- Born: August 31, 1943 (age 83)

Philosophical work
- Era: Contemporary philosophy
- Region: Western philosophy
- School: Analytic Epistemic coherentism
- Main interests: Epistemology
- Notable ideas: Coherentism, a priori justification

= Laurence BonJour =

American philosopher

Laurence BonJour (born August 31, 1943) is an American philosopher and emeritus of Philosophy at the University of Washington.

==Education and career==
He received his bachelor's degrees in Philosophy and Political Science from Macalester College and his doctorate in 1969 from Princeton University with a dissertation directed by Richard Rorty. Before moving to UW he taught at the University of Texas at Austin.

==Philosophical work==
BonJour specializes in epistemology, Kant, and British empiricism, but is best known for his contributions to epistemology. Initially defending coherentism in his anti-foundationalist critique The Structure of Empirical Knowledge (1985), BonJour subsequently moved to defend Cartesian foundationalism in later work such as 1998's In Defense of Pure Reason. The latter book is a sustained defense of a priori justification, strongly criticizing empiricists and pragmatists who dismiss it (such as W. V. O. Quine and Richard Rorty).

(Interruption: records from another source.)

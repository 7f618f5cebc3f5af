//! Primary datastore access.
//!
//! # Database
//!
//! `PostgreSQL` is the source of truth for products, orders and accounts:
//!
//! ## Tables
//!
//! - `storefront.product` - Catalog records (search index is derived from these)
//! - `storefront.order` - Immutable order snapshots written by checkout
//! - `storefront.user` - Email/password accounts
//! - `tower_sessions.session` - Tower-sessions storage
//!
//! # Ports
//!
//! Handlers and services never see `PgPool` directly. They go through the
//! [`CatalogStore`] and [`OrderStore`] traits, which have a `PostgreSQL`
//! adapter for production and an in-memory adapter for tests.
//!
//! # Migrations
//!
//! Migrations are stored in `crates/storefront/migrations/` and run via:
//! ```bash
//! cargo run -p cartwheel-cli -- migrate
//! ```

pub mod catalog;
pub mod memory;
pub mod orders;
pub mod users;

use std::time::Duration;

use secrecy::ExposeSecret;
use sqlx::PgPool;
use sqlx::postgres::PgPoolOptions;
use thiserror::Error;

pub use catalog::{CatalogStore, PgCatalogStore};
pub use memory::{MemoryCatalogStore, MemoryOrderStore};
pub use orders::{OrderStore, PgOrderStore};

/// Errors from a datastore adapter.
#[derive(Debug, Error)]
pub enum StoreError {
    /// Database error from sqlx.
    #[error("database error: {0}")]
    Database(#[from] sqlx::Error),

    /// Data in the database is corrupted or invalid.
    #[error("data corruption: {0}")]
    DataCorruption(String),

    /// Requested entity was not found.
    #[error("not found")]
    NotFound,

    /// Constraint violation (e.g., unique email).
    #[error("constraint violation: {0}")]
    Conflict(String),
}

/// Generate a new record key.
pub(crate) fn generate_key() -> String {
    uuid::Uuid::new_v4().simple().to_string()
}

/// Create a `PostgreSQL` connection pool with sensible defaults.
///
/// # Errors
///
/// Returns `sqlx::Error` if the connection cannot be established.
pub async fn create_pool(database_url: &secrecy::SecretString) -> Result<PgPool, sqlx::Error> {
    PgPoolOptions::new()
        .max_connections(10)
        .min_connections(2)
        .acquire_timeout(Duration::from_secs(10))
        .connect(database_url.expose_secret())
        .await
}
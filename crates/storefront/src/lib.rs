//! Cartwheel storefront library.
//!
//! The JSON API, its datastore adapters, the embedded search index and the
//! services that keep them consistent. The binary in `main.rs` wires these
//! to `PostgreSQL`; tests wire them to in-memory adapters.

#![cfg_attr(not(test), forbid(unsafe_code))]

pub mod config;
pub mod db;
pub mod error;
pub mod middleware;
pub mod models;
pub mod routes;
pub mod search;
pub mod services;
pub mod state;

use std::time::Duration;

use axum::{Router, http::Request, http::Response, middleware::from_fn};
use tower_http::trace::{DefaultOnResponse, OnResponse, TraceLayer};
use tower_sessions::{SessionManagerLayer, SessionStore};
use tracing::Span;

use crate::middleware::request_id_middleware;
use crate::state::AppState;

/// Build the storefront router with its request-scoped middleware.
///
/// Sentry layers are added by the binary so tests run without a client.
pub fn app<S>(state: AppState, session_layer: SessionManagerLayer<S>) -> Router
where
    S: SessionStore + Clone,
{
    routes::routes()
        .layer(session_layer)
        .layer(from_fn(request_id_middleware))
        .layer(
            TraceLayer::new_for_http()
                .make_span_with(|request: &Request<_>| {
                    tracing::info_span!(
                        "http_request",
                        method = %request.method(),
                        uri = %request.uri(),
                        request_id = tracing::field::Empty,
                        status = tracing::field::Empty,
                        latency_ms = tracing::field::Empty,
                    )
                })
                .on_response(
                    |response: &Response<_>, latency: Duration, span: &Span| {
                        span.record("status", response.status().as_u16());
                        span.record(
                            "latency_ms",
                            u64::try_from(latency.as_millis()).unwrap_or(u64::MAX),
                        );
                        DefaultOnResponse::default().on_response(response, latency, span);
                    },
                ),
        )
        .with_state(state)
}
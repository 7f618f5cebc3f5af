//! Database migration commands.
//!
//! # Environment Variables
//!
//! - `STOREFRONT_DATABASE_URL` - `PostgreSQL` connection string (falls back to `DATABASE_URL`)
//!
//! Migrations live in `crates/storefront/migrations/` and are embedded at
//! build time.

use tracing::info;

use cartwheel_storefront::db;

use super::database_url;

#[derive(Debug, thiserror::Error)]
pub enum MigrationError {
    #[error(transparent)]
    Command(#[from] super::CommandError),

    #[error("Database error: {0}")]
    Database(#[from] sqlx::Error),

    #[error("Migration error: {0}")]
    Migration(#[from] sqlx::migrate::MigrateError),
}

/// Run storefront database migrations.
///
/// # Errors
///
/// Returns an error if the database is unreachable or a migration fails.
pub async fn storefront() -> Result<(), MigrationError> {
    let database_url = database_url()?;

    info!("Connecting to storefront database...");
    let pool = db::create_pool(&database_url).await?;

    info!("Running storefront migrations...");
    sqlx::migrate!("../storefront/migrations").run(&pool).await?;

    info!("Storefront migrations complete!");
    Ok(())
}
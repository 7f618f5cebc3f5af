//! End-to-end test harness for the Cartwheel storefront.
//!
//! Each [`TestServer`] runs the real router on an ephemeral port with
//! in-memory stores and sessions, so tests need no database and never share
//! state (rate limiter buckets included).
//!
//! ```rust,ignore
//! let server = TestServer::spawn().await;
//! let client = server.client();
//! server.register(&client, "amy@example.com").await;
//! let (status, body) = server.get(&client, "/api/products/cart").await;
//! ```

#![allow(clippy::missing_panics_doc)]

use std::net::SocketAddr;
use std::sync::Arc;

use reqwest::{Client, StatusCode};
use secrecy::SecretString;
use serde_json::Value;
use tokio::task::JoinHandle;
use tower_sessions::MemoryStore;

use cartwheel_core::{NewProduct, Product};
use cartwheel_storefront::db::{MemoryCatalogStore, MemoryOrderStore, OrderStore};
use cartwheel_storefront::middleware::session_layer;
use cartwheel_storefront::search::SearchIndex;
use cartwheel_storefront::services::{CatalogSync, MemoryAuthenticator};
use cartwheel_storefront::state::AppState;

/// Admin key configured on every test server.
pub const ADMIN_SECRET: &str = "t3st-Adm1n-k3y!Qx";

/// Password used by [`TestServer::register`].
pub const PASSWORD: &str = "hunter2hunter2";

/// A storefront listening on `127.0.0.1` with in-memory backends.
pub struct TestServer {
    pub base_url: String,
    pub state: AppState,
    handle: JoinHandle<()>,
}

impl TestServer {
    /// Server with a live (empty) search collection.
    pub async fn spawn() -> Self {
        Self::builder().spawn().await
    }

    #[must_use]
    pub fn builder() -> TestServerBuilder {
        TestServerBuilder::default()
    }

    #[must_use]
    pub fn url(&self, path: &str) -> String {
        format!("{}{path}", self.base_url)
    }

    /// A client with its own cookie jar, i.e. its own session.
    #[must_use]
    pub fn client(&self) -> Client {
        Client::builder()
            .cookie_store(true)
            .build()
            .expect("Failed to create HTTP client")
    }

    /// Create a product through the catalog service (store and index).
    pub async fn seed_product(&self, name: &str, price: &str) -> Product {
        let product = NewProduct::parse(name, price, "SKU-1", "http://x/1.png")
            .expect("valid test product");
        self.state
            .catalog()
            .create_product(product)
            .await
            .expect("Failed to seed product")
    }

    /// Register `email` with [`PASSWORD`]; the client is signed in afterwards.
    pub async fn register(&self, client: &Client, email: &str) {
        let resp = client
            .post(self.url("/api/register"))
            .form(&[("email", email), ("pass", PASSWORD)])
            .send()
            .await
            .expect("Failed to register");
        assert_eq!(resp.status(), StatusCode::OK);
    }

    pub async fn get(&self, client: &Client, path: &str) -> (StatusCode, Value) {
        let resp = client
            .get(self.url(path))
            .send()
            .await
            .expect("GET failed");
        read(resp).await
    }

    pub async fn post(
        &self,
        client: &Client,
        path: &str,
        form: &[(&str, &str)],
    ) -> (StatusCode, Value) {
        let resp = client
            .post(self.url(path))
            .form(form)
            .send()
            .await
            .expect("POST failed");
        read(resp).await
    }
}

impl Drop for TestServer {
    fn drop(&mut self) {
        self.handle.abort();
    }
}

async fn read(resp: reqwest::Response) -> (StatusCode, Value) {
    let status = resp.status();
    let body = resp.json().await.unwrap_or(Value::Null);
    (status, body)
}

/// Configures the backends of a [`TestServer`].
pub struct TestServerBuilder {
    orders: Arc<dyn OrderStore>,
    with_collection: bool,
}

impl Default for TestServerBuilder {
    fn default() -> Self {
        Self {
            orders: Arc::new(MemoryOrderStore::new()),
            with_collection: true,
        }
    }
}

impl TestServerBuilder {
    #[must_use]
    pub fn orders(mut self, orders: Arc<dyn OrderStore>) -> Self {
        self.orders = orders;
        self
    }

    /// Start without a search collection, as after a failed startup rebuild.
    #[must_use]
    pub const fn without_collection(mut self) -> Self {
        self.with_collection = false;
        self
    }

    pub async fn spawn(self) -> TestServer {
        let index = SearchIndex::new();
        if self.with_collection {
            index
                .create_collection()
                .expect("Failed to create collection");
        }

        let state = AppState::new(
            CatalogSync::new(Arc::new(MemoryCatalogStore::new()), index),
            self.orders,
            Arc::new(MemoryAuthenticator::new()),
            SecretString::from(ADMIN_SECRET),
        );
        let app = cartwheel_storefront::app(
            state.clone(),
            session_layer(MemoryStore::default(), false),
        );

        let listener = tokio::net::TcpListener::bind("127.0.0.1:0")
            .await
            .expect("Failed to bind test listener");
        let addr = listener.local_addr().expect("No local address");

        let handle = tokio::spawn(async move {
            axum::serve(
                listener,
                app.into_make_service_with_connect_info::<SocketAddr>(),
            )
            .await
            .expect("Test server error");
        });

        TestServer {
            base_url: format!("http://{addr}"),
            state,
            handle,
        }
    }
}
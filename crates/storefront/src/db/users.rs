//! User repository for database operations.

use sqlx::PgPool;

use cartwheel_core::Email;

use super::StoreError;

/// Repository for account rows.
pub struct UserRepository<'a> {
    pool: &'a PgPool,
}

impl<'a> UserRepository<'a> {
    /// Create a new user repository.
    #[must_use]
    pub const fn new(pool: &'a PgPool) -> Self {
        Self { pool }
    }

    /// Get the stored password hash for an email.
    ///
    /// # Errors
    ///
    /// Returns `StoreError::Database` if the query fails.
    pub async fn get_password_hash(&self, email: &Email) -> Result<Option<String>, StoreError> {
        let hash = sqlx::query_scalar::<_, String>(
            r"
            SELECT password_hash
            FROM storefront.user
            WHERE email = $1
            ",
        )
        .bind(email.as_str())
        .fetch_optional(self.pool)
        .await?;

        Ok(hash)
    }

    /// Create a new user with email and password hash.
    ///
    /// # Errors
    ///
    /// Returns `StoreError::Conflict` if the email already exists.
    /// Returns `StoreError::Database` for other database errors.
    pub async fn create_with_password(
        &self,
        email: &Email,
        password_hash: &str,
    ) -> Result<(), StoreError> {
        sqlx::query(
            r"
            INSERT INTO storefront.user (email, password_hash)
            VALUES ($1, $2)
            ",
        )
        .bind(email.as_str())
        .bind(password_hash)
        .execute(self.pool)
        .await
        .map_err(|e| {
            if let sqlx::Error::Database(ref db_err) = e
                && db_err.is_unique_violation()
            {
                return StoreError::Conflict("email already exists".to_owned());
            }
            StoreError::Database(e)
        })?;

        Ok(())
    }
}
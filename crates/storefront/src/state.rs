//! Application state shared across handlers.

use std::sync::Arc;

use secrecy::{ExposeSecret, SecretString};
use sqlx::PgPool;

use crate::config::StorefrontConfig;
use crate::db::{OrderStore, PgCatalogStore, PgOrderStore};
use crate::search::SearchIndex;
use crate::services::{Authenticator, CatalogSync, PasswordAuthenticator};

/// Application state shared across all handlers.
///
/// Cheaply cloneable via `Arc`. Every backend sits behind a port trait, so
/// the same router runs against `PostgreSQL` or in-memory adapters.
#[derive(Clone)]
pub struct AppState {
    inner: Arc<AppStateInner>,
}

struct AppStateInner {
    catalog: CatalogSync,
    orders: Arc<dyn OrderStore>,
    auth: Arc<dyn Authenticator>,
    admin_secret: SecretString,
}

impl AppState {
    #[must_use]
    pub fn new(
        catalog: CatalogSync,
        orders: Arc<dyn OrderStore>,
        auth: Arc<dyn Authenticator>,
        admin_secret: SecretString,
    ) -> Self {
        Self {
            inner: Arc::new(AppStateInner {
                catalog,
                orders,
                auth,
                admin_secret,
            }),
        }
    }

    /// State backed by `PostgreSQL` with an empty search index.
    #[must_use]
    pub fn postgres(config: &StorefrontConfig, pool: PgPool) -> Self {
        let catalog = CatalogSync::new(
            Arc::new(PgCatalogStore::new(pool.clone())),
            SearchIndex::new(),
        );
        Self::new(
            catalog,
            Arc::new(PgOrderStore::new(pool.clone())),
            Arc::new(PasswordAuthenticator::new(pool)),
            config.admin_secret.clone(),
        )
    }

    #[must_use]
    pub fn catalog(&self) -> &CatalogSync {
        &self.inner.catalog
    }

    #[must_use]
    pub fn orders(&self) -> &dyn OrderStore {
        self.inner.orders.as_ref()
    }

    #[must_use]
    pub fn auth(&self) -> &dyn Authenticator {
        self.inner.auth.as_ref()
    }

    /// Compare a submitted admin key against the configured one in constant time.
    #[must_use]
    pub fn is_admin_secret(&self, candidate: &str) -> bool {
        constant_time_eq(
            candidate.as_bytes(),
            self.inner.admin_secret.expose_secret().as_bytes(),
        )
    }
}

fn constant_time_eq(a: &[u8], b: &[u8]) -> bool {
    if a.len() != b.len() {
        return false;
    }
    a.iter().zip(b).fold(0_u8, |acc, (x, y)| acc | (x ^ y)) == 0
}
//! Authentication extractors and session identity helpers.

use axum::{extract::FromRequestParts, http::request::Parts};
use tower_sessions::Session;

use cartwheel_core::Email;

use crate::error::{AppError, clear_sentry_user, set_sentry_user};
use crate::models::session_keys;

/// Extractor that requires a signed-in identity.
///
/// Rejects with [`AppError::Unauthenticated`] (403) when the session has no
/// email.
///
/// # Example
///
/// ```rust,ignore
/// async fn orders(RequireAuth(email): RequireAuth) -> impl IntoResponse {
///     format!("Orders for {email}")
/// }
/// ```
pub struct RequireAuth(pub Email);

impl<S> FromRequestParts<S> for RequireAuth
where
    S: Send + Sync,
{
    type Rejection = AppError;

    async fn from_request_parts(parts: &mut Parts, _state: &S) -> Result<Self, Self::Rejection> {
        let session = parts
            .extensions
            .get::<Session>()
            .ok_or_else(|| AppError::Internal("session layer missing".to_string()))?;

        let email: Email = session
            .get(session_keys::EMAIL)
            .await?
            .ok_or(AppError::Unauthenticated)?;

        Ok(Self(email))
    }
}

/// Store the signed-in identity in the session.
///
/// The session id is cycled first so a pre-login id cannot be reused.
///
/// # Errors
///
/// Returns an error if the session cannot be modified.
pub async fn set_identity(
    session: &Session,
    email: &Email,
) -> Result<(), tower_sessions::session::Error> {
    session.cycle_id().await?;
    session.insert(session_keys::EMAIL, email).await?;
    set_sentry_user(email.as_str());
    Ok(())
}

/// Remove the identity and the cart from the session (logout).
///
/// # Errors
///
/// Returns an error if the session cannot be modified.
pub async fn clear_identity(session: &Session) -> Result<(), tower_sessions::session::Error> {
    session.remove_value(session_keys::EMAIL).await?;
    session.remove_value(session_keys::CART).await?;
    clear_sentry_user();
    Ok(())
}
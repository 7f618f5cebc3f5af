//! Catalog synchronization between the primary store and the search index.
//!
//! Writes go to the [`CatalogStore`] first; its generated key becomes the
//! product id and the same record is then written to the [`SearchIndex`].
//! The two writes are sequential, not transactional. If the index write
//! fails the product still exists in the store and becomes searchable after
//! the next [`CatalogSync::rebuild_index`], which is the only repair path.
//!
//! Product creation and rebuilds are serialized through one async mutex so an
//! import never interleaves with a single-document write.

use std::sync::Arc;

use thiserror::Error;
use tokio::sync::Mutex;
use tracing::{info, instrument, warn};

use cartwheel_core::{NewProduct, Product, ProductId, ProductSortKey, UnixTimestamp};

use crate::db::{CatalogStore, StoreError};
use crate::search::{SearchError, SearchIndex};

/// Errors from catalog operations.
#[derive(Debug, Error)]
pub enum CatalogError {
    #[error("product not found: {0}")]
    ProductNotFound(ProductId),
    #[error("catalog store error: {0}")]
    Store(#[from] StoreError),
    #[error("search index error: {0}")]
    Search(#[from] SearchError),
}

/// Keeps the search index consistent with the catalog store.
pub struct CatalogSync {
    store: Arc<dyn CatalogStore>,
    index: SearchIndex,
    admin: Mutex<()>,
}

impl CatalogSync {
    #[must_use]
    pub fn new(store: Arc<dyn CatalogStore>, index: SearchIndex) -> Self {
        Self {
            store,
            index,
            admin: Mutex::new(()),
        }
    }

    #[must_use]
    pub fn store(&self) -> &dyn CatalogStore {
        self.store.as_ref()
    }

    #[must_use]
    pub const fn index(&self) -> &SearchIndex {
        &self.index
    }

    /// Store a new product, then mirror it into the search index.
    ///
    /// # Errors
    ///
    /// Returns `CatalogError::Store` if the primary write fails. An index
    /// failure is logged and does not fail the call.
    #[instrument(skip(self, product), fields(name = %product.name()))]
    pub async fn create_product(&self, product: NewProduct) -> Result<Product, CatalogError> {
        let _admin = self.admin.lock().await;

        let created_at = UnixTimestamp::now();
        let id = self.store.create(&product, created_at).await?;
        let product = product.into_product(id, created_at);

        match self.index.create_document(&product) {
            Ok(()) => info!(id = %product.id, "Product created and indexed"),
            Err(e) => warn!(
                id = %product.id,
                error = %e,
                "Product stored but not indexed; searchable after the next rebuild"
            ),
        }

        Ok(product)
    }

    /// Replace the search index with a snapshot of every stored product.
    ///
    /// Returns the number of documents written.
    ///
    /// # Errors
    ///
    /// Returns `CatalogError::Store` if the snapshot cannot be read (the
    /// current index is left untouched), or `CatalogError::Search` if the
    /// index cannot be recreated.
    #[instrument(skip(self))]
    pub async fn rebuild_index(&self) -> Result<usize, CatalogError> {
        let _admin = self.admin.lock().await;

        let products = self.store.list_all().await?;

        match self.index.drop_collection() {
            Ok(()) | Err(SearchError::CollectionMissing) => {}
            Err(e) => return Err(e.into()),
        }
        self.index.create_collection()?;
        self.index.import_documents(&products)?;

        info!(documents = products.len(), "Search index rebuilt");
        Ok(products.len())
    }

    /// Full-text search on product names, newest first.
    ///
    /// # Errors
    ///
    /// Returns `CatalogError::Search` if the index is unavailable. No match
    /// is an empty result, not an error.
    pub fn search(&self, query: &str) -> Result<Vec<Product>, CatalogError> {
        Ok(self.index.search(query)?)
    }

    /// Look a product up in the index, falling back to the store.
    ///
    /// # Errors
    ///
    /// Returns `CatalogError::ProductNotFound` if neither has it, or
    /// `CatalogError::Store` if the fallback read fails.
    #[instrument(skip(self))]
    pub async fn get_product(&self, id: &ProductId) -> Result<Product, CatalogError> {
        match self.index.get_document(id) {
            Ok(Some(product)) => return Ok(product),
            Ok(None) => {}
            Err(e) => warn!(error = %e, "Index lookup failed, reading from store"),
        }

        self.store
            .get(id)
            .await?
            .ok_or_else(|| CatalogError::ProductNotFound(id.clone()))
    }

    /// Every stored product.
    ///
    /// # Errors
    ///
    /// Returns `CatalogError::Store` if the read fails.
    pub async fn list(&self) -> Result<Vec<Product>, CatalogError> {
        Ok(self.store.list_all().await?)
    }

    /// Every stored product, ascending by `key`.
    ///
    /// # Errors
    ///
    /// Returns `CatalogError::Store` if the read fails.
    pub async fn list_sorted(&self, key: ProductSortKey) -> Result<Vec<Product>, CatalogError> {
        Ok(self.store.list_ordered_by(key).await?)
    }
}
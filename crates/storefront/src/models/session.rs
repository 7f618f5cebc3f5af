//! Session-related types.
//!
//! The session holds two things: the signed-in identity under
//! [`keys::EMAIL`] and the cart under [`keys::CART`]. An absent cart key is
//! the only representation of an empty cart.

use tower_sessions::Session;

use cartwheel_core::Cart;

/// Session keys.
pub mod keys {
    /// Key for the signed-in customer's email.
    pub const EMAIL: &str = "email";

    /// Key for the customer's cart.
    pub const CART: &str = "cart";
}

/// Read the cart from the session.
///
/// # Errors
///
/// Returns an error if the session store fails or the stored value is not a cart.
pub async fn load_cart(session: &Session) -> Result<Option<Cart>, tower_sessions::session::Error> {
    session.get::<Cart>(keys::CART).await
}

/// Write the cart back, removing the key when there is no cart.
///
/// # Errors
///
/// Returns an error if the session cannot be modified.
pub async fn store_cart(
    session: &Session,
    cart: Option<&Cart>,
) -> Result<(), tower_sessions::session::Error> {
    match cart {
        Some(cart) => session.insert(keys::CART, cart).await,
        None => clear_cart(session).await,
    }
}

/// Remove the cart, leaving the identity in place.
///
/// # Errors
///
/// Returns an error if the session cannot be modified.
pub async fn clear_cart(session: &Session) -> Result<(), tower_sessions::session::Error> {
    session.remove_value(keys::CART).await?;
    Ok(())
}
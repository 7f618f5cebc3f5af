//! HTTP route handlers for storefront.
//!
//! Every endpoint speaks JSON and answers with either `{"success": ...}` or
//! `{"error": "..."}`. Request bodies are urlencoded forms.
//!
//! # Route Structure
//!
//! ```text
//! GET  /health                     - Liveness
//! GET  /health/ready               - Database + search index check
//!
//! # Auth (rate limited)
//! POST /api/login                  - Sign in {email, pass}
//! POST /api/register               - Create account and sign in {email, pass}
//! GET  /api/logout                 - Drop identity and cart
//!
//! # Catalog (requires auth)
//! GET  /api/products               - All products
//! GET  /api/products/id/{id}       - One product
//! GET  /api/products/sort/{field}  - Products ordered by name|price|sku|created_at
//! GET  /api/products/search/{q}    - Full-text search, newest first
//! POST /api/products/addproduct    - Create product {secretKey, name, price, sku, image}
//!
//! # Cart and orders (requires auth)
//! POST /api/products/add           - Add to cart {name (= product id), quantity}
//! GET  /api/products/cart          - Cart snapshot
//! GET  /api/products/delete/{id}   - Remove a line
//! GET  /api/products/empty         - Drop the cart
//! POST /api/products/checkout      - Place order {name, address, phone}
//! GET  /api/vieworder              - Caller's orders
//!
//! # Operations
//! POST /api/admin/reindex          - Rebuild the search index {secretKey}
//! ```

pub mod admin;
pub mod auth;
pub mod cart;
pub mod health;
pub mod products;

use axum::{
    Json, Router,
    routing::{get, post},
};
use serde::Serialize;

use crate::middleware::auth_rate_limiter;
use crate::state::AppState;

/// Success envelope: `{"success": value}`.
#[derive(Debug, Serialize)]
pub struct Success<T> {
    pub success: T,
}

/// Wrap a value in the success envelope.
pub const fn success<T: Serialize>(value: T) -> Json<Success<T>> {
    Json(Success { success: value })
}

/// Create the sign-in and registration router.
pub fn auth_routes() -> Router<AppState> {
    Router::new()
        .route("/login", post(auth::login))
        .route("/register", post(auth::register))
        .layer(auth_rate_limiter())
}

/// Create the product, cart and checkout router.
pub fn product_routes() -> Router<AppState> {
    Router::new()
        .route("/", get(products::index))
        .route("/id/{id}", get(products::show))
        .route("/sort/{field}", get(products::sorted))
        .route("/search/{query}", get(products::search))
        .route("/addproduct", post(products::create))
        .route("/add", post(cart::add))
        .route("/cart", get(cart::show))
        .route("/delete/{id}", get(cart::remove))
        .route("/empty", get(cart::empty))
        .route("/checkout", post(cart::checkout))
}

/// Create all routes for the storefront.
pub fn routes() -> Router<AppState> {
    let api = Router::new()
        .merge(auth_routes())
        .route("/logout", get(auth::logout))
        .nest("/products", product_routes())
        .route("/vieworder", get(cart::orders))
        .route("/admin/reindex", post(admin::reindex));

    Router::new()
        .route("/health", get(health::health))
        .route("/health/ready", get(health::readiness))
        .nest("/api", api)
}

In 1980, in his essay Externalist Theories of Empirical Knowledge, BonJour criticized the reliabilism of Armstrong and Goldman, proposing internalist approach to epistemic truth and knowledge justification. He formulated the examples of a clairvoyant and her reliable forecasts about the presence of the U.S. president in New York City. To set the problematic of this essay, BonJour said that foundationalism, the most common form of internalism, requires the concept of a basic belief to solve the regress problem in epistemology: he wrote that this central concept is itself by no means unproblematic.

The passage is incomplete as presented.